As an example I put forward several seasons of THE WALKING DEAD. My premise is that we’ve witnessed a change in writing for this show.
In early episodes, attempts were made to portray the emotion that the cast of characters must be feeling as their world crumbles around them. In the very first episode “Days Gone Bye“, amongst several emotionally intense moments, one stands out. Rick returns to the legless woman in the park intending to end her suffering. Before he puts down the zombie he whispers “I’m sorry this happened to you.”
At this point, we know two things. First, Rick still sees the dead risen around him as people. Dead or alive, they still deserve his respect and because he is a caring human being, he knows that these afflicted are in fact other people. He treats them with respect, or at least as much as he can afford. The second thing we can know is that the writers want you to feel the conflict, pain and struggle that the survivors must certainly endure. And we know they can write for that effect. With this screen play they’re pushing the viewer into the emotional position of the character. If you’re crying, feeling miserable, even wishing that there was a cure for the zombie flu then they did their job admirably.
Think about that for a moment, the legless woman in the park, is a person. Rick certainly lacks a cure for her condition, but he recognizes the tragedy of the woman’s fate. He does what he can to end her suffering, and he does this with caring and respect.
The invention of the Governor did plenty to muddy the plot arc of the show, but I would argue that it also objectified everyone on the show denying caring. By the end of season four the surviving characters have become little more than meat hacking sociopaths. Increasingly they are portrayed as narcissist who view the “walkers” as little more than obstacles. By transforming the cast this way, the writers are foregoing every opportunity for pathos. The characters in the show don’t feel, why should you?
Most of the episodes in season four seemed to be little more than an excuse for expressions of violence. Daryl loses Beth and do we see him grieve? Not much. Lizzie and Mike are twisted into monsters despite the fact that they are little girls. Rick’s children fare no better, even though they both make to the end of the season breathing, they become an excuse for senseless violence. When the Governor killed Hershel he terminated the shows last link to pathos. I’ve consistently lowered my expectations with each successive season and I expect season five will prove to be little more than a weekly blood bath.
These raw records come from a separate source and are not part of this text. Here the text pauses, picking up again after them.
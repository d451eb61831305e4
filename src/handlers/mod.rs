//! HTTP 요청 핸들러 모듈
//!
//! 핸들러는 추출자(`web::Json`, `web::Query`, `web::Form`, `AuthenticatedUser`)로
//! 입력을 받고, `web::Data`로 주입된 서비스에 위임한 뒤 JSON으로 응답합니다.
//! 에러는 [`AppError`](crate::errors::AppError)의 `ResponseError` 구현이
//! `{"error": "..."}` 형태로 변환합니다.

pub mod auth;
pub mod employees;
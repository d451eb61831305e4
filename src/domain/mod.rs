//! # Domain Layer Module
//!
//! ```text
//! Domain Layer (이 모듈)
//! ├── Entities      - 직원 레코드와 부분 수정 패치
//! ├── DTOs          - 요청/응답 데이터 전송 객체
//! └── Models        - 토큰 클레임, 인증 주체
//!      │
//!      ▼
//! Application Layer (Services)
//!      │
//!      ▼
//! Infrastructure Layer (Repositories, DB)
//! ```

pub mod entities;
pub mod dto;
pub mod models;

pub use entities::{Employee, EmployeePatch};
pub use dto::*;
pub use models::*;
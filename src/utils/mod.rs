//! 공통 유틸리티 함수 모듈
//!
//! # Modules
//!
//! - [`string_utils`] - 문자열/날짜 필드 검증 유틸리티

pub mod string_utils;
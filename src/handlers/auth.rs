//! 토큰 발급 핸들러
//!
//! OAuth2 password grant와 같은 폼 형식으로 자격 증명을 받아 Bearer 토큰을 발급합니다.
//!
//! ```bash
//! curl -X POST http://localhost:8080/token \
//!   -d "username=admin&password=password"
//! ```

use actix_web::{post, web, HttpResponse};
use validator::Validate;
use crate::domain::dto::tokens::LoginForm;
use crate::errors::errors::AppError;
use crate::services::auth::AuthService;

#[post("/token")]
pub async fn issue_token(
    auth_service: web::Data<AuthService>,
    form: web::Form<LoginForm>,
) -> Result<HttpResponse, AppError> {
    form.validate()?;

    let response = auth_service
        .login(&form.username, &form.password)
        .await?;

    Ok(HttpResponse::Ok().json(response))
}
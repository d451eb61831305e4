//! # MongoDB 직원 저장소
//!
//! `employees` 컬렉션을 주 저장소로 사용하는 [`EmployeeStore`] 구현입니다.
//!
//! ## 인덱스
//!
//! | 이름 | 키 | 용도 |
//! |---|---|---|
//! | `employee_id_unique` | `employee_id: 1` (unique) | 중복 생성 방지 |
//! | `department_joining_date` | `department: 1, joining_date: -1` | 부서별 정렬 목록 |
//! | `skills` | `skills: 1` (multikey) | 기술 검색 |
//!
//! 중복 확인은 유니크 인덱스가 담당하므로 동시 생성 요청 중 정확히 하나만
//! 삽입에 성공하고, 나머지는 duplicate key(11000) 에러를 받습니다.
//! 동률 정렬은 `_id`(ObjectId, 삽입 순으로 증가)를 사용합니다.

use std::collections::BTreeMap;
use async_trait::async_trait;
use futures_util::TryStreamExt;
use mongodb::{
    bson::{self, doc, Document},
    error::{ErrorKind, WriteFailure},
    options::{FindOneAndUpdateOptions, FindOptions, IndexOptions, ReturnDocument},
    Collection, IndexModel,
};
use crate::db::Database;
use crate::domain::dto::employees::Pagination;
use crate::domain::entities::employees::{Employee, EmployeePatch};
use crate::errors::errors::{AppError, AppResult, ErrorContext};
use super::employee_store::{round_to_cents, EmployeeStore};

const DUPLICATE_KEY_CODE: i32 = 11000;
const STORAGE_UNAVAILABLE_MESSAGE: &str = "employee storage is temporarily unavailable";

/// MongoDB 기반 직원 저장소
///
/// # 예제
///
/// ```rust,ignore
/// let database = Database::new().await?;
/// let store = MongoEmployeeStore::new(&database, "employees");
/// store.ensure_indexes().await?;
///
/// let store: Arc<dyn EmployeeStore> = Arc::new(store);
/// ```
#[derive(Clone)]
pub struct MongoEmployeeStore {
    collection: Collection<Employee>,
}

impl MongoEmployeeStore {
    pub fn new(database: &Database, collection_name: &str) -> Self {
        Self {
            collection: database.get_database().collection::<Employee>(collection_name),
        }
    }

    /// 필요한 인덱스를 생성합니다. 이미 존재하면 아무 것도 하지 않습니다.
    pub async fn ensure_indexes(&self) -> AppResult<()> {
        let employee_id_index = IndexModel::builder()
            .keys(doc! { "employee_id": 1 })
            .options(IndexOptions::builder()
                .unique(true)
                .name("employee_id_unique".to_string())
                .build())
            .build();

        let department_index = IndexModel::builder()
            .keys(doc! { "department": 1, "joining_date": -1 })
            .options(IndexOptions::builder()
                .name("department_joining_date".to_string())
                .build())
            .build();

        let skills_index = IndexModel::builder()
            .keys(doc! { "skills": 1 })
            .options(IndexOptions::builder()
                .name("skills".to_string())
                .build())
            .build();

        self.collection
            .create_indexes([employee_id_index, department_index, skills_index])
            .await
            .map_err(storage_error)?;

        log::info!("✅ 직원 컬렉션 인덱스 확인 완료: {}", self.collection.name());
        Ok(())
    }
}

#[async_trait]
impl EmployeeStore for MongoEmployeeStore {
    async fn create(&self, employee: Employee) -> AppResult<Employee> {
        self.collection
            .insert_one(&employee)
            .await
            .map_err(|e| insert_error(e, &employee.employee_id))?;

        Ok(employee)
    }

    async fn get(&self, employee_id: &str) -> AppResult<Employee> {
        self.collection
            .find_one(doc! { "employee_id": employee_id })
            .await
            .map_err(storage_error)?
            .ok_or_else(|| not_found(employee_id))
    }

    async fn update(&self, employee_id: &str, patch: EmployeePatch) -> AppResult<Employee> {
        let set = patch_to_set_document(&patch)?;
        if set.is_empty() {
            return self.get(employee_id).await;
        }

        let options = FindOneAndUpdateOptions::builder()
            .return_document(ReturnDocument::After)
            .build();

        self.collection
            .find_one_and_update(doc! { "employee_id": employee_id }, doc! { "$set": set })
            .with_options(options)
            .await
            .map_err(storage_error)?
            .ok_or_else(|| not_found(employee_id))
    }

    async fn delete(&self, employee_id: &str) -> AppResult<()> {
        let result = self.collection
            .delete_one(doc! { "employee_id": employee_id })
            .await
            .map_err(storage_error)?;

        if result.deleted_count == 0 {
            return Err(not_found(employee_id));
        }
        Ok(())
    }

    async fn list_by_department(&self, department: &str, page: Pagination) -> AppResult<Vec<Employee>> {
        // MongoDB는 limit 0을 "제한 없음"으로 해석한다
        if page.limit == 0 {
            return Ok(Vec::new());
        }

        let options = FindOptions::builder()
            .sort(doc! { "joining_date": -1, "_id": 1 })
            .skip(page.skip)
            .limit(i64::try_from(page.limit).unwrap_or(i64::MAX))
            .build();

        self.collection
            .find(doc! { "department": department })
            .with_options(options)
            .await
            .map_err(storage_error)?
            .try_collect()
            .await
            .map_err(storage_error)
    }

    async fn search_by_skill(&self, skill: &str) -> AppResult<Vec<Employee>> {
        let options = FindOptions::builder()
            .sort(doc! { "_id": 1 })
            .build();

        self.collection
            .find(doc! { "skills": skill })
            .with_options(options)
            .await
            .map_err(storage_error)?
            .try_collect()
            .await
            .map_err(storage_error)
    }

    async fn average_salary_by_department(&self) -> AppResult<BTreeMap<String, f64>> {
        let pipeline = [
            doc! { "$group": { "_id": "$department", "avg_salary": { "$avg": "$salary" } } },
        ];

        let mut cursor = self.collection
            .aggregate(pipeline)
            .await
            .map_err(storage_error)?;

        let mut averages = BTreeMap::new();
        while let Some(row) = cursor.try_next().await.map_err(storage_error)? {
            let (department, average) = parse_average_row(&row)?;
            averages.insert(department, round_to_cents(average));
        }

        Ok(averages)
    }
}

/// 패치의 존재하는 필드만 `$set` 문서로 변환
fn patch_to_set_document(patch: &EmployeePatch) -> AppResult<Document> {
    bson::to_document(patch).context("패치 직렬화 실패")
}

fn parse_average_row(row: &Document) -> AppResult<(String, f64)> {
    let department = row.get_str("_id").context("집계 결과의 부서 필드 오류")?;
    let average = row.get_f64("avg_salary").context("집계 결과의 평균 필드 오류")?;

    Ok((department.to_string(), average))
}

fn is_duplicate_key(error: &mongodb::error::Error) -> bool {
    matches!(
        error.kind.as_ref(),
        ErrorKind::Write(WriteFailure::WriteError(write_error)) if write_error.code == DUPLICATE_KEY_CODE
    )
}

/// `insert_one` 실패를 분류합니다. 유니크 인덱스 위반만 `AlreadyExists`입니다.
fn insert_error(error: mongodb::error::Error, employee_id: &str) -> AppError {
    if is_duplicate_key(&error) {
        return AppError::AlreadyExists(format!("Employee ID already exists: {}", employee_id));
    }
    storage_error(error)
}

/// 드라이버 에러는 로그에만 남기고 응답에는 고정 메시지를 사용한다
fn storage_error(error: mongodb::error::Error) -> AppError {
    log::error!("MongoDB 연산 실패: {}", error);
    AppError::StorageUnavailable(STORAGE_UNAVAILABLE_MESSAGE.to_string())
}

fn not_found(employee_id: &str) -> AppError {
    AppError::NotFound(format!("Employee not found: {}", employee_id))
}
Writing a story can be either a narcissistic expression of an author’s world view which simply sends content out into the wild or the reasoned assumption of responsibility by the creator of the story for both the content and the emotion and even behavior it will consequentially engender. I believe that creators of THE WALKING DEAD have traded the comparably difficult proposition of writing with the intent to provoke thought, emotional response and more specifically pathos for the much easier goal of simply shocking the viewer. And to achieve this, they will invariably dehumanize anyone at far end of a barrel starting with the zombies, followed by anyone who opposes the main cast. The supporting cast is next in line, and so forth. Do you see the danger yet?
One of my favorite aspects of science and consequentially science fiction is that it has the capacity imagine the resolution to many problems. In my opinion really good science fiction may even provide a rough road map which leads the reader through the milestones necessary to achieve, if not a happy, than an improved ending. Zombie stories are becoming, more and more, little more than a value judgement about The Other. Many of these stories provide an instruction set; how we treat those affected by persistent health issues. Zombies were people first; outside the context of the story would we condone the violent and unfeeling abuse of a corps?